# Exercise brief
Among the lines listed below, count those that include the string "info", and state only the count.

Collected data
//! Object-set reversal for infrastructure and monitoring.
//!
//! A component is the set of objects of its kinds that match its
//! selector. Reverting restores the backed-up objects one by one; an
//! object whose live copy already equals the backup is left alone.

use async_trait::async_trait;
use rollguard_cluster::{GatewayError, manifest};
use rollguard_core::config::ComponentScope;
use rollguard_core::{BackupContents, Component};
use serde_json::Value;
use tracing::{debug, info};

use crate::error::RevertError;
use crate::reverter::{ComponentReverter, RevertContext, RevertTo, Reversal};

pub struct ObjectReverter {
    component: Component,
    scope: ComponentScope,
}

impl ObjectReverter {
    pub fn new(component: Component, scope: ComponentScope) -> Self {
        Self { component, scope }
    }
}

/// `kind/name` for logs and details.
pub(crate) fn describe(object: &Value) -> String {
    format!(
        "{}/{}",
        manifest::kind(object).unwrap_or_default(),
        manifest::name(object).unwrap_or_default()
    )
}

/// Whether the live copy of `object` already matches it.
async fn matches_live(ctx: &RevertContext<'_>, object: &Value) -> Result<bool, GatewayError> {
    let kind = manifest::kind(object).unwrap_or_default();
    let name = manifest::name(object).unwrap_or_default();
    let gateway = ctx.gateway;
    match ctx
        .call("get", || gateway.get(&kind, name, ctx.namespace))
        .await
    {
        Ok(live) => Ok(manifest::normalized(&live) == manifest::normalized(object)),
        Err(e) if e.is_not_found() => Ok(false),
        Err(e) => Err(e),
    }
}

/// Re-apply every object that differs from its live copy.
///
/// Returns how many objects were applied.
pub(crate) async fn restore(ctx: &RevertContext<'_>, objects: &[Value]) -> Result<usize, RevertError> {
    let gateway = ctx.gateway;
    let mut applied = 0;
    for object in objects {
        if matches_live(ctx, object).await? {
            debug!(object = %describe(object), "already matches backup");
            continue;
        }
        let mut desired = manifest::normalized(object);
        desired["metadata"]["namespace"] = Value::String(ctx.namespace.to_string());
        ctx.call("apply", || gateway.apply(&desired)).await?;
        info!(object = %describe(object), "object restored from backup");
        applied += 1;
    }
    Ok(applied)
}

/// Fail with the objects whose live copy does not match.
pub(crate) async fn verify(ctx: &RevertContext<'_>, objects: &[Value]) -> Result<(), RevertError> {
    let mut drifted = Vec::new();
    for object in objects {
        if !matches_live(ctx, object).await? {
            drifted.push(describe(object));
        }
    }
    if drifted.is_empty() {
        Ok(())
    } else {
        Err(RevertError::Validation(format!(
            "live objects differ from backup: {}",
            drifted.join(", ")
        )))
    }
}

/// The objects a backup holds for `component`.
pub(crate) fn backed_up<'a>(
    component: Component,
    name: &str,
    contents: &'a BackupContents,
) -> Result<&'a [Value], RevertError> {
    contents
        .objects
        .get(&component)
        .map(Vec::as_slice)
        .ok_or_else(|| RevertError::Target(format!("backup {name} does not cover {component}")))
}

#[async_trait]
impl ComponentReverter for ObjectReverter {
    fn component(&self) -> Component {
        self.component
    }

    async fn snapshot(
        &self,
        ctx: &RevertContext<'_>,
        contents: &mut BackupContents,
    ) -> Result<(), RevertError> {
        let gateway = ctx.gateway;
        let mut objects = Vec::new();
        for kind in &self.scope.kinds {
            let listed = ctx
                .call("list", || {
                    gateway.list(kind, ctx.namespace, Some(&self.scope.selector))
                })
                .await?;
            objects.extend(listed.iter().map(manifest::normalized));
        }
        contents.objects.insert(self.component, objects);
        Ok(())
    }

    async fn revert(
        &self,
        ctx: &RevertContext<'_>,
        to: RevertTo<'_>,
    ) -> Result<Reversal, RevertError> {
        let RevertTo::Snapshot { name, contents } = to else {
            return Err(RevertError::Target(format!(
                "{} can only be restored from a backup",
                self.component
            )));
        };
        let objects = backed_up(self.component, name, contents)?;
        let applied = restore(ctx, objects).await?;
        if applied == 0 {
            Ok(Reversal::already_at_target(format!(
                "{} objects already match backup {name}",
                objects.len()
            )))
        } else {
            Ok(Reversal::reverted(format!(
                "restored {applied} of {} objects from backup {name}",
                objects.len()
            )))
        }
    }

    async fn validate(&self, ctx: &RevertContext<'_>, to: RevertTo<'_>) -> Result<(), RevertError> {
        match to {
            RevertTo::Snapshot { name, contents } => {
                verify(ctx, backed_up(self.component, name, contents)?).await
            }
            _ => Ok(()),
        }
    }
}
//! redb table definitions.
//!
//! Values are JSON. History keys are `{recorded_at:020}:{id}` so a plain
//! key scan is chronological.

use redb::TableDefinition;

/// Every table maps string keys to JSON bytes.
pub type JsonTable = TableDefinition<'static, &'static str, &'static [u8]>;

/// Deployment outcomes keyed by `{recorded_at:020}:{id}`.
pub const DEPLOYMENTS: JsonTable = TableDefinition::new("deployments");

/// Rollback outcomes keyed by `{recorded_at:020}:{id}`.
pub const ROLLBACKS: JsonTable = TableDefinition::new("rollbacks");

/// Published backups keyed by name.
pub const BACKUPS: JsonTable = TableDefinition::new("backups");

/// Zero-padded chronological key.
pub fn history_key(recorded_at: u64, id: &str) -> String {
    format!("{recorded_at:020}:{id}")
}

# Completed task
2